__WHAT IS EXPECTED__:
Your answer should be one number: the count of lines in these entries that hold the word "repository".

__DATA LISTING__:
● ● ● ● ●
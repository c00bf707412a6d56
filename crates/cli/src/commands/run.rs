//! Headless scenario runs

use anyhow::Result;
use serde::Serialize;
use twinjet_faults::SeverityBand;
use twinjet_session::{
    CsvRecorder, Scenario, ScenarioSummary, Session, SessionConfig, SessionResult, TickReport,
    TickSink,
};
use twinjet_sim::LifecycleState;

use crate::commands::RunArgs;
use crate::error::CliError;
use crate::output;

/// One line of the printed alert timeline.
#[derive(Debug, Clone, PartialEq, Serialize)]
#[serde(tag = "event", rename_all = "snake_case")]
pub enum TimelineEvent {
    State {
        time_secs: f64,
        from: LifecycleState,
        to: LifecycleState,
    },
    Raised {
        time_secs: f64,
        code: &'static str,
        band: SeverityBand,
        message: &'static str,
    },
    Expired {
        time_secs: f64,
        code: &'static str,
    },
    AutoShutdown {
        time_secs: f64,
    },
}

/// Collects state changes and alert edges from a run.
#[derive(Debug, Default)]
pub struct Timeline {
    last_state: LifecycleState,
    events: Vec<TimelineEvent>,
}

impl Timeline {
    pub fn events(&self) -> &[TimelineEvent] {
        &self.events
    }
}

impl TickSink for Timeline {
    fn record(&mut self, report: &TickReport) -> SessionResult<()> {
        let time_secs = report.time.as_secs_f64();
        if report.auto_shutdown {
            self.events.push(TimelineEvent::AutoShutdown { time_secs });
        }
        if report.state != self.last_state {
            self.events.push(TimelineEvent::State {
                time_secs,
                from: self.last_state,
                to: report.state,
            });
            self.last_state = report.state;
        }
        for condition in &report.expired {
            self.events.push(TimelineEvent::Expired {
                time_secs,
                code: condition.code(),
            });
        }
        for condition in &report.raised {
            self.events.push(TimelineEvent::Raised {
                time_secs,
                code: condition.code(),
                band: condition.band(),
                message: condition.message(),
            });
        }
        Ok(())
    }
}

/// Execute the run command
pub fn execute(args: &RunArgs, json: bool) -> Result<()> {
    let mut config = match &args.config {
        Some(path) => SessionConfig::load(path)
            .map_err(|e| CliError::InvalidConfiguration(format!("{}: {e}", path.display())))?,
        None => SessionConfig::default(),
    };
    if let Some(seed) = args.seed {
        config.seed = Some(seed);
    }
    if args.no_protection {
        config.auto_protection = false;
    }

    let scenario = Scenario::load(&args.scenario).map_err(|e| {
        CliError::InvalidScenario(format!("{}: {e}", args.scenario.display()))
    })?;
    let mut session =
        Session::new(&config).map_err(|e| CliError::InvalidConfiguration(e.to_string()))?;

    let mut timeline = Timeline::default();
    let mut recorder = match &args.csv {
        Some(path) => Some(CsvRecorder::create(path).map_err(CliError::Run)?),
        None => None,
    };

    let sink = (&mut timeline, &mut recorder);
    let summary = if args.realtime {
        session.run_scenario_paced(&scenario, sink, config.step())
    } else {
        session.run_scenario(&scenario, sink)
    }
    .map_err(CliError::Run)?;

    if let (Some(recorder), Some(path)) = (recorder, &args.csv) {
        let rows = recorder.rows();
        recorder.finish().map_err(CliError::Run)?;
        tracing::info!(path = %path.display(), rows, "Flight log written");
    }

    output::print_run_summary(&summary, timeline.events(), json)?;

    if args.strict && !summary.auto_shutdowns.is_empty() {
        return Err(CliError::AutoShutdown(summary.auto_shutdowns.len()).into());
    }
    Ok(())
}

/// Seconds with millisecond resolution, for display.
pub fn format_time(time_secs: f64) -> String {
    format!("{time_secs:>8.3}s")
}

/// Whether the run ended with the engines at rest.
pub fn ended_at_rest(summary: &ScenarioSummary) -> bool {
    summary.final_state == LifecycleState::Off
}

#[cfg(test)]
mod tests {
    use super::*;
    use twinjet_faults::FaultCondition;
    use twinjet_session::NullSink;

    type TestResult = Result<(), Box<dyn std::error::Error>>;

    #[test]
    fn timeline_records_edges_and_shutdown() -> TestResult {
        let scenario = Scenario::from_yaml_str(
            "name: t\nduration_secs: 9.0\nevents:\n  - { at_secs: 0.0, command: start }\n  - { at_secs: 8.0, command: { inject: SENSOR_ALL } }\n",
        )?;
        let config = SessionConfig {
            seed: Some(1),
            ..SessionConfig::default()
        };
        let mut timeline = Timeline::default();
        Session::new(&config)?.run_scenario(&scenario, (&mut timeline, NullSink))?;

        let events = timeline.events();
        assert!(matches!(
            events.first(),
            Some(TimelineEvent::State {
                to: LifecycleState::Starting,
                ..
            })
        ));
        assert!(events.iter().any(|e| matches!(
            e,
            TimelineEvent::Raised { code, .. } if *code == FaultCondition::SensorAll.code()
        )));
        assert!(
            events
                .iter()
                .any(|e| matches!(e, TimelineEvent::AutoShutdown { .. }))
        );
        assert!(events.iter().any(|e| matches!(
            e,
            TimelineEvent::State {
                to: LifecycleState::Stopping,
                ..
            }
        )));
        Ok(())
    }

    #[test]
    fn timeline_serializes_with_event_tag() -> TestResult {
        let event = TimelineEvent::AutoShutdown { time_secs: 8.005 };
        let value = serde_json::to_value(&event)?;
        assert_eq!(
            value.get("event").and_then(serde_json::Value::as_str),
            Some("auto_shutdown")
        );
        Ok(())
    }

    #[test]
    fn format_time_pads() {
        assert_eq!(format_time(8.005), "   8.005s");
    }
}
● ● ● ● ●
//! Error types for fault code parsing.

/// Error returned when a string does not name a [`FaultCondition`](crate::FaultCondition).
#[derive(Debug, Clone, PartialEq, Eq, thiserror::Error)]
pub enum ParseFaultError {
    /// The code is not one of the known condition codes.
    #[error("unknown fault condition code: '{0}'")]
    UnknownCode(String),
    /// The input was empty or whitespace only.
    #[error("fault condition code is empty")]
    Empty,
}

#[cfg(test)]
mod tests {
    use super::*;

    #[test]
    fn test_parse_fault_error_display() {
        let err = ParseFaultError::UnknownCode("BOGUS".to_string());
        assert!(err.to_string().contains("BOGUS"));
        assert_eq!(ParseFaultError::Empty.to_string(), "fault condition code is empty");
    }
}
● ● ● ● ●
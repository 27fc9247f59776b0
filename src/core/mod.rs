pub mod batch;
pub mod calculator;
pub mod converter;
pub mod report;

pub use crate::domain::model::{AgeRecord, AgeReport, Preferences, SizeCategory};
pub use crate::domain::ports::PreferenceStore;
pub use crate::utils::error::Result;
● ● ● ● ●
__TASK RESULT__:
2